• [Try it] Below are records; report how many of their lines contain the word "const", giving only the number.

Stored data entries
=======

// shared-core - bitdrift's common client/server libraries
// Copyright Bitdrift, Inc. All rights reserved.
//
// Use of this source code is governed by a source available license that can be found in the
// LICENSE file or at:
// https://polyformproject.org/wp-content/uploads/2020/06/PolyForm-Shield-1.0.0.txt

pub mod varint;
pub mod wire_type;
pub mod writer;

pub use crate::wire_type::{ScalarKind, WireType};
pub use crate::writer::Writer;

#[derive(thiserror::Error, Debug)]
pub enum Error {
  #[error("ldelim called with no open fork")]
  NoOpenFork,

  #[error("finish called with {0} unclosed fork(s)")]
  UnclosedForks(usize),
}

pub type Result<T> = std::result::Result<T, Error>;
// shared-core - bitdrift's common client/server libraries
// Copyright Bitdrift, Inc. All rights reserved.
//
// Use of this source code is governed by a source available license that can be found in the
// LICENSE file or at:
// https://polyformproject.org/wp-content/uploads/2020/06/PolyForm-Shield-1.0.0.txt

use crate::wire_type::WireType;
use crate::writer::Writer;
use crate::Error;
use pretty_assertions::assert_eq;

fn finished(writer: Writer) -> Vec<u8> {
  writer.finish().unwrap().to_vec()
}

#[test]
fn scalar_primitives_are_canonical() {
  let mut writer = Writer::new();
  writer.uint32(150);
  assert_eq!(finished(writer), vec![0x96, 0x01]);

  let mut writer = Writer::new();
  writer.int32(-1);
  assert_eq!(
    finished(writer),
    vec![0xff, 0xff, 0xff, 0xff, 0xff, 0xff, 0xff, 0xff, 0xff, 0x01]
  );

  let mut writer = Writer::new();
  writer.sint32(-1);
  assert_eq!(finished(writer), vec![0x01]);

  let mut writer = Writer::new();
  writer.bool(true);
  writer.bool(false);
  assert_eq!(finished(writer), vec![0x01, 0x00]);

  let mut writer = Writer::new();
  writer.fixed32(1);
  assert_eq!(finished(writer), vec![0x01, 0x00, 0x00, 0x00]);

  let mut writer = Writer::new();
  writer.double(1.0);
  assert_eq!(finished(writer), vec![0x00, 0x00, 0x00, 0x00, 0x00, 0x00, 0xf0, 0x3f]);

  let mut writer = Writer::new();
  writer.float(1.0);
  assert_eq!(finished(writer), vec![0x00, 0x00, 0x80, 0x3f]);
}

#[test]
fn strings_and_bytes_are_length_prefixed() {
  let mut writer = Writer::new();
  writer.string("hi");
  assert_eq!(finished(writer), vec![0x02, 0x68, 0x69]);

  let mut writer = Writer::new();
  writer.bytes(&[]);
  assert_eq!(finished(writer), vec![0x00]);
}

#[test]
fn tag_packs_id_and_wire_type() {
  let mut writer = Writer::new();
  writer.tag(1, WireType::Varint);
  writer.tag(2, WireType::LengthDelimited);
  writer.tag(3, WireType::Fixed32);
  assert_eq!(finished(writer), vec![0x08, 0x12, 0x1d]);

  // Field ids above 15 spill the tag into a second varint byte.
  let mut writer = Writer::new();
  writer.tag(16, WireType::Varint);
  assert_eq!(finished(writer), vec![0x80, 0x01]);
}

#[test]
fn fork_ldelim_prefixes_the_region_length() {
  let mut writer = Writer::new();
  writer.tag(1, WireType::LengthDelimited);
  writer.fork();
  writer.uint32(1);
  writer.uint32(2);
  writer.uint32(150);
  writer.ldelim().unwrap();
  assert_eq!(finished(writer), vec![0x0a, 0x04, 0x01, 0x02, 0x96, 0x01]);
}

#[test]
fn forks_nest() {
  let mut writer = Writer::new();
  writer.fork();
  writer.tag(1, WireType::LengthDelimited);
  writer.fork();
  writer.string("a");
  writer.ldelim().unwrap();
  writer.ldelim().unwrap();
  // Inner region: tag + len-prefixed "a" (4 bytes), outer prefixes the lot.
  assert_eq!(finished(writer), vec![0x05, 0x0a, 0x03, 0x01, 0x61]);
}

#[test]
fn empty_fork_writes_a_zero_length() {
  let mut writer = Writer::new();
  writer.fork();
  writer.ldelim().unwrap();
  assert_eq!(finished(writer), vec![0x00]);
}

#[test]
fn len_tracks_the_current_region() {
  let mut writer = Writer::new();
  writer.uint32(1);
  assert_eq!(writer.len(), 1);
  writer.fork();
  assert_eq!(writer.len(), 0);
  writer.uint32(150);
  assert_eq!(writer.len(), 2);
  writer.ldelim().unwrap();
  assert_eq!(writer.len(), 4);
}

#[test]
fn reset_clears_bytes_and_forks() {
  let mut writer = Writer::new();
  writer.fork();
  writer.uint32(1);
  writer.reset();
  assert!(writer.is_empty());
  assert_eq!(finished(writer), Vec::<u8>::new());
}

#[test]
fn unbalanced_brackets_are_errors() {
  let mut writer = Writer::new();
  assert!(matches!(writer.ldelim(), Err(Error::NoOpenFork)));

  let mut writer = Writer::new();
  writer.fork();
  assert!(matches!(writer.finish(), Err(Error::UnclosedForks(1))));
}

=======

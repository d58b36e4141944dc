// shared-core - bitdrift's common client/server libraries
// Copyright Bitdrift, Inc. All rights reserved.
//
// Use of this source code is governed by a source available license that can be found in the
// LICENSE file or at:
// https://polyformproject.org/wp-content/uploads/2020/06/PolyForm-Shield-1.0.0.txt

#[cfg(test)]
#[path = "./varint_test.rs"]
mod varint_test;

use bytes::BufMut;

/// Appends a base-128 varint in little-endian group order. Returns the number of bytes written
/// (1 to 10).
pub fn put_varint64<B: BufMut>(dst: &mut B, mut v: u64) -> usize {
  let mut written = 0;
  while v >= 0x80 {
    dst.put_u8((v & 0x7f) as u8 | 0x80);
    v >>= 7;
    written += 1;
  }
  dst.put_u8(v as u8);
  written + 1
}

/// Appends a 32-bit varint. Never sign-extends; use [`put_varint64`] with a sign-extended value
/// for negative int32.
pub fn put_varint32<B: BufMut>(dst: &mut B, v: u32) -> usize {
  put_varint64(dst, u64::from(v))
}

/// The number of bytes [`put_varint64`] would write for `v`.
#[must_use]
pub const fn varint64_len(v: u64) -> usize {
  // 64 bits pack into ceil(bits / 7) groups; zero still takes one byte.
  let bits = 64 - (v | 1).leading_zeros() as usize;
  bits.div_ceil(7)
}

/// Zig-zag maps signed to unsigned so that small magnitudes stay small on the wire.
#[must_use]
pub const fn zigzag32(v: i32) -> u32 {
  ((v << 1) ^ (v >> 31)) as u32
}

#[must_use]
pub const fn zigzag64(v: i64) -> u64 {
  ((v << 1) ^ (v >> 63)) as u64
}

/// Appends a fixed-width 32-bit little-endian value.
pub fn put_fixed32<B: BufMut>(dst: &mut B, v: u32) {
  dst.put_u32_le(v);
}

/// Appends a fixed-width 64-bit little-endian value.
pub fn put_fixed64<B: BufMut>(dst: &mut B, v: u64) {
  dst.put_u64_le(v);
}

=======

• [The completed task] 3